▶ [YOUR ASSIGNMENT]: Copy verbatim the block of lines in the entries below whose first line contains "# Secular Pipeline" and whose last line contains "column maps, decimal/percentage/price". Leave out all other lines.
--- INPUT FOR THIS TASK Enclosed Below ---
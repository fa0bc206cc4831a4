//! Extract command implementation.
//!
//! Parses a raw source table, runs the normalization pipeline, and writes
//! the generated annual-series artifact.

use std::path::PathBuf;

use anyhow::Result;
use clap::{Args, Subcommand};

use secular_pipeline::aggregate::aggregate_annual;
use secular_pipeline::artifact::{
    render_annual_artifact, render_yield_artifact, NYU_ARTIFACT, SHILLER_ARTIFACT,
};
use secular_pipeline::parse::{
    parse_annual_table, parse_monthly_table, parse_yield_table, AnnualColumns, MonthlyColumns,
    YieldColumns,
};
use secular_pipeline::report::RunSummary;

use crate::cli::OutputFormat;
use crate::commands::resolve_path;
use crate::output::{print_output, print_success, KeyValue};

/// Arguments for the extract command.
#[derive(Args, Debug)]
pub struct ExtractArgs {
    #[command(subcommand)]
    pub command: ExtractCommand,
}

/// Extract subcommands, one per source layout.
#[derive(Subcommand, Debug)]
pub enum ExtractCommand {
    /// Monthly Shiller index levels, aggregated to annual returns
    Shiller(SourceArgs),

    /// NYU Stern annual percentage table
    Nyu(SourceArgs),

    /// Shiller price/dividend table, December yields only
    Yields(SourceArgs),
}

/// Common source/destination arguments.
#[derive(Args, Debug)]
pub struct SourceArgs {
    /// Input CSV table
    #[arg(short, long)]
    pub input: PathBuf,

    /// Output artifact path; written to stdout when omitted
    #[arg(short, long)]
    pub output: Option<PathBuf>,

    /// Directory against which relative input paths are resolved
    #[arg(long)]
    pub data_dir: Option<PathBuf>,
}

/// Executes the extract command.
pub fn execute(args: ExtractArgs, format: OutputFormat) -> Result<()> {
    match args.command {
        ExtractCommand::Shiller(source) => extract_shiller(&source, format),
        ExtractCommand::Nyu(source) => extract_nyu(&source, format),
        ExtractCommand::Yields(source) => extract_yields(&source, format),
    }
}

fn extract_shiller(source: &SourceArgs, format: OutputFormat) -> Result<()> {
    let input = resolve_path(source.data_dir.as_deref(), &source.input);
    let parsed = parse_monthly_table(&input, &MonthlyColumns::default())?;
    let outcome = aggregate_annual(&parsed.records)?;

    let artifact = render_annual_artifact(&SHILLER_ARTIFACT, &outcome.records);
    emit(source, &artifact)?;

    let summary = RunSummary::new(&parsed.report, outcome.years_excluded, outcome.records.len());
    print_summary(source, &summary, format)
}

fn extract_nyu(source: &SourceArgs, format: OutputFormat) -> Result<()> {
    let input = resolve_path(source.data_dir.as_deref(), &source.input);
    let parsed = parse_annual_table(&input, &AnnualColumns::default())?;

    let artifact = render_annual_artifact(&NYU_ARTIFACT, &parsed.records);
    emit(source, &artifact)?;

    let summary = RunSummary::new(&parsed.report, 0, parsed.records.len());
    print_summary(source, &summary, format)
}

fn extract_yields(source: &SourceArgs, format: OutputFormat) -> Result<()> {
    let input = resolve_path(source.data_dir.as_deref(), &source.input);
    let parsed = parse_yield_table(&input, &YieldColumns::default())?;

    let artifact = render_yield_artifact(&parsed.records);
    emit(source, &artifact)?;

    let summary = RunSummary::new(&parsed.report, 0, parsed.records.len());
    print_summary(source, &summary, format)
}

/// Writes the artifact to the output path, or stdout when none is given.
fn emit(source: &SourceArgs, artifact: &str) -> Result<()> {
    match &source.output {
        Some(path) => {
            std::fs::write(path, artifact)?;
            print_success(&format!("Generated {}", path.display()));
        }
        None => print!("{artifact}"),
    }
    Ok(())
}

/// Renders the run summary; skip reasons have already gone to stderr via
/// tracing as the parse progressed. Suppressed when the artifact itself
/// went to stdout.
fn print_summary(source: &SourceArgs, summary: &RunSummary, format: OutputFormat) -> Result<()> {
    if source.output.is_none() {
        return Ok(());
    }
    match format {
        OutputFormat::Table => {
            let rows = vec![
                KeyValue::new("Rows read", summary.rows_read.to_string()),
                KeyValue::new("Rows skipped", summary.rows_skipped.to_string()),
                KeyValue::new("Years excluded", summary.years_excluded.to_string()),
                KeyValue::new("Years in output", summary.years_out.to_string()),
            ];
            print_output(&rows, format)?;
        }
        OutputFormat::Json | OutputFormat::Csv => {
            crate::output::print_single(summary, format)?;
        }
    }
    Ok(())
}
//! # Secular Pipeline
//!
//! Parsing, aggregation, merging, and artifact I/O for the Secular market
//! history pipeline.
//!
//! This crate implements the stages between a raw delimited source table
//! and a typed annual series:
//!
//! - **Parsing**: positional column maps, decimal/percentage/price
//!   conversion, best-effort row skipping with diagnostics
//! - **Aggregation**: monthly index levels to annual returns via the
//!   index-ratio method, gated on twelve-month completeness
//! - **Merging**: inner join of independently sourced series by year
//! - **Artifacts**: generation of the downstream source artifact and the
//!   reverse read that re-parses one for reconciliation
//!
//! A pipeline run is a one-shot, stateless, single-threaded batch
//! transformation; every stage consumes its input and produces a fresh
//! collection.

#![warn(missing_docs)]
#![warn(clippy::all)]
#![warn(clippy::pedantic)]
#![allow(clippy::module_name_repetitions)]
#![allow(clippy::missing_errors_doc)]
#![allow(clippy::missing_panics_doc)]
#![allow(clippy::must_use_candidate)]
#![allow(clippy::doc_markdown)]
#![allow(clippy::cast_precision_loss)]
#![allow(clippy::cast_possible_truncation)]
#![allow(clippy::uninlined_format_args)]
#![allow(clippy::too_many_lines)]

pub mod aggregate;
pub mod artifact;
pub mod convert;
pub mod merge;
pub mod parse;
pub mod report;

/// Prelude module for convenient imports.
pub mod prelude {
    pub use crate::aggregate::{aggregate_annual, AggregateOutcome};
    pub use crate::artifact::{
        load_annual_artifact, load_yield_artifact, read_annual_artifact, read_yield_artifact,
        render_annual_artifact, render_yield_artifact, AnnualArtifactSpec, NYU_ARTIFACT,
        SHILLER_ARTIFACT, YIELD_COLLECTION,
    };
    pub use crate::merge::{intersect_years, join_annual, merge_with_yields, MergeOptions};
    pub use crate::parse::{
        parse_annual_table, parse_monthly_table, parse_yield_table, AnnualColumns, MonthlyColumns,
        Parsed, YieldColumns,
    };
    pub use crate::report::{ParseReport, RunSummary, SkippedRow};
}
--- End of Enclosed INPUT FOR THIS TASK ---
▶ [TASK OUTPUT]:
//! # Secular Pipeline
//!
//! Parsing, aggregation, merging, and artifact I/O for the Secular market
//! history pipeline.
//!
//! This crate implements the stages between a raw delimited source table
//! and a typed annual series:
//!
//! - **Parsing**: positional column maps, decimal/percentage/price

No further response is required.